Not only a disappointment, but it has shown me how important it is to stay committed to awareness of historical biases and the humble acknowledgment that we can’t talk in absolutes when it comes to interpretation. We have to be open to exploring the sources from many points of view and not let ourselves be mouthpieces of modernity, with the clever out of “victors write history” so what is the point of going deeper.

Victors certainly change history and can try to control its narrative, but history is the story of humanity and is bigger than one group’s manipulation.

For example, in my wheelhouse, I am the descendant of Irish immigrants who were potato farmers in Cork. The Potato Famine was discussed historically as just a blight. Bad luck. Not a big deal. Oh well. The crisis was met with such apathy that Irish clergyman Jonathan Swift, wrote “A Modest Proposal” to draw attention to the British attitude towards the Irish was not unlike the absurdity of his proposal.

But now, we know that this event can be classified as a genocide because the British colonized Ireland for centuries. There was enough food in Ireland until the British stole it and imported it out of their colony of Ireland. The “victors” affect history but their version is not the guaranteed final version forever. They inflict death and destruction but this will not stay in the shadows forever, the light is greater than the dark.

My point is that this summation, “The victors write history” is paltry.

So what started this ramble of historical bias?

A video essay about the history of the Goth aesthetic which had random political bias inserted as fact and a lack of nuance to the conclusions based on a clearly preconceived thesis where evidence was cherry-picked to fill out a video that wasn’t really about Goth style. It was about our Nov 5, 2024 election and unnecessarily put a lot of negativity out into the world instead of talking about the Goth aesthetic.

I believe it’s time that we as a society stop stirring up dissension and casual hate in the name of the political savior. These candidates never save anything. They try their best but they are just humans. Is it worth hating an entire group of people because they hold different views? Never.

No human is perfect, so how can human government create a perfect society? It’s a straw man.

I hope in time, the strong political biases I see swaying storytelling in my culture will sour. Instead, I hope an appetite for deep discussion to understand each side of the coin will spring forth. For truth, for the sake of truth, warts and all. For deeper connection. To understand what people believe and why they believe, with mutual respect, and respect for the biases we hold so that we don’t let our biases keep us from true understanding and continue to fertilize this culture of casual hate I am seeing in 2024.

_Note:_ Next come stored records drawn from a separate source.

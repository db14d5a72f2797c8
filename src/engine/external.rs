//! Running the external manifold/simplify executables.

use log::{debug, error};
use std::ffi::OsString;
use std::path::Path;
use std::process::{Command, Stdio};

use crate::error::{FixError, FixResult};

/// Run `exe args...` synchronously with stdout discarded and stderr inherited.
///
/// Launch failure, a non-zero exit, or a zero exit that left nothing at `target` are all
/// [`FixError::ExternalTool`]; each is logged with source and target before returning.
/// There is no timeout: a hung tool hangs the calling worker.
pub fn run_tool(
    tool: &'static str,
    exe: &str,
    args: &[OsString],
    source: &Path,
    target: &Path,
) -> FixResult<()> {
    debug!(
        "{} {}",
        exe,
        args.iter()
            .map(|a| a.to_string_lossy())
            .collect::<Vec<_>>()
            .join(" ")
    );

    let reason = match Command::new(exe)
        .args(args)
        .stdin(Stdio::null())
        .stdout(Stdio::null())
        .status()
    {
        Err(e) => Some(format!("could not launch `{exe}`: {e}")),
        Ok(status) if !status.success() => Some(format!("`{exe}` exited with {status}")),
        Ok(_) if !target.is_file() => Some(format!("`{exe}` wrote no output")),
        Ok(_) => None,
    };

    match reason {
        None => Ok(()),
        Some(reason) => {
            error!(
                "Error {}: {} -> {} ({})",
                tool,
                source.display(),
                target.display(),
                reason
            );
            Err(FixError::ExternalTool {
                tool,
                source_path: source.to_path_buf(),
                target_path: target.to_path_buf(),
                reason,
            })
        }
    }
}
//! Per-entry runner: mirror directories, thread files through the stage list, fall back to a
//! verbatim copy when a stage reports the input unreadable.

use log::{debug, error, warn};
use std::fs;
use std::path::{Path, PathBuf};

use super::context::PipelineContext;
use crate::engine::tools::{ensure_dir, ensure_parent, mirror_path, remove_if_exists};
use crate::error::{FixError, FixResult};
use crate::stages::StageOutcome;
use crate::utils::{ScratchFiles, scratch_path};
use crate::{RunOutcome, ToolFailurePolicy};

/// Process one walked entry. Directories are mirrored, regular files transformed (or copied),
/// anything else skipped. Temporaries are removed before this returns, whatever the outcome.
pub fn process_entry(entry: &Path, ctx: &PipelineContext) -> FixResult<RunOutcome> {
    let target = mirror_path(entry, &ctx.source_root, &ctx.target_root).ok_or_else(|| {
        FixError::config(format!(
            "{} is not under source root {}",
            entry.display(),
            ctx.source_root.display()
        ))
    })?;

    // Follows symlinks: a link to a file is processed as that file, a dangling link is skipped.
    let meta = match fs::metadata(entry) {
        Ok(m) => m,
        Err(e) => {
            debug!("Skipping {}: {}", entry.display(), e);
            return Ok(RunOutcome::Skipped);
        }
    };
    if meta.is_dir() {
        ensure_dir(&target)?;
        return Ok(RunOutcome::MirroredDir(target));
    }
    if !meta.is_file() {
        debug!("Skipping non-regular entry {}", entry.display());
        return Ok(RunOutcome::Skipped);
    }

    ensure_parent(&target)?;
    run_stages(entry, &target, ctx)
}

/// Thread `entry` through every stage. All but the last stage write to fresh scratch paths;
/// the last writes to `target` with the canonical suffix.
fn run_stages(entry: &Path, target: &Path, ctx: &PipelineContext) -> FixResult<RunOutcome> {
    let mut scratch = ScratchFiles::new();
    let final_path = ctx.canonical_path(target);
    let last = ctx.stages.len() - 1;
    let mut input = entry.to_path_buf();

    for (i, stage) in ctx.stages.iter().enumerate() {
        let out = if i == last {
            final_path.clone()
        } else {
            let p = scratch_path(&ctx.scratch_dir, &ctx.canonical_suffix);
            scratch.push(p.clone());
            p
        };

        match stage.apply(&input, &out, &mut scratch) {
            Ok(StageOutcome::Produced(path)) => {
                if i != last && path != out {
                    scratch.push(path.clone());
                }
                input = path;
            }
            // A stage that reports the input unreadable has written nothing.
            Ok(StageOutcome::Unreadable(reason)) => {
                debug!("{} stage could not read {}: {}", stage.name(), input.display(), reason);
                return fallback_copy(entry, target);
            }
            Err(e) if e.is_tool_failure() && ctx.on_tool_failure == ToolFailurePolicy::Copy => {
                error!("{}; substituting a verbatim copy", e);
                if i == last {
                    remove_if_exists(&final_path)?;
                }
                return fallback_copy(entry, target);
            }
            Err(e) => {
                // Only the last stage writes at the target; a sibling may own that path otherwise.
                if i == last
                    && let Err(cleanup) = remove_if_exists(&final_path)
                {
                    warn!("{}", cleanup);
                }
                return Err(e);
            }
        }
    }

    // A verbatim copy left by an earlier run under the original name would be a second
    // file for the same shape.
    if target != final_path {
        remove_if_exists(target)?;
    }
    debug!("{} -> {}", entry.display(), input.display());
    Ok(RunOutcome::Converted(input))
}

/// Copy the original entry byte-for-byte to `target`.
fn fallback_copy(entry: &Path, target: &Path) -> FixResult<RunOutcome> {
    warn!("Direct copy: {} -> {}", entry.display(), target.display());
    fs::copy(entry, target).map_err(|e| FixError::io(target, e))?;
    Ok(RunOutcome::FallbackCopied(PathBuf::from(target)))
}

I hope this post is not too convoluted. I wanted to discuss this without saying what creator I am referring to because it is not them I want to critique but the fallacy they have fallen under and the way they are approaching history, politics, and interpretation of these things without the awareness of their personal bias. It’s creating foolish and unuseful content that reads more as pop press propaganda than well-researched discussion, which is what I think they excel at doing. I believe they are amazing and I want to see their talent shine once again!

Bias is such a difficult thing to wrestle with and I acknowledge that no matter how I tried to check mine at the door, it still persists. I try to hold it loosely and pursue the truth, but I am an imperfect human. 

Thank you, reader, for being here and I hope this was an interesting ramble if nothing else. If I have offended you, I humbly ask for your grace and willingness to love others – enemy or friend, because that is how we will make this world a better place.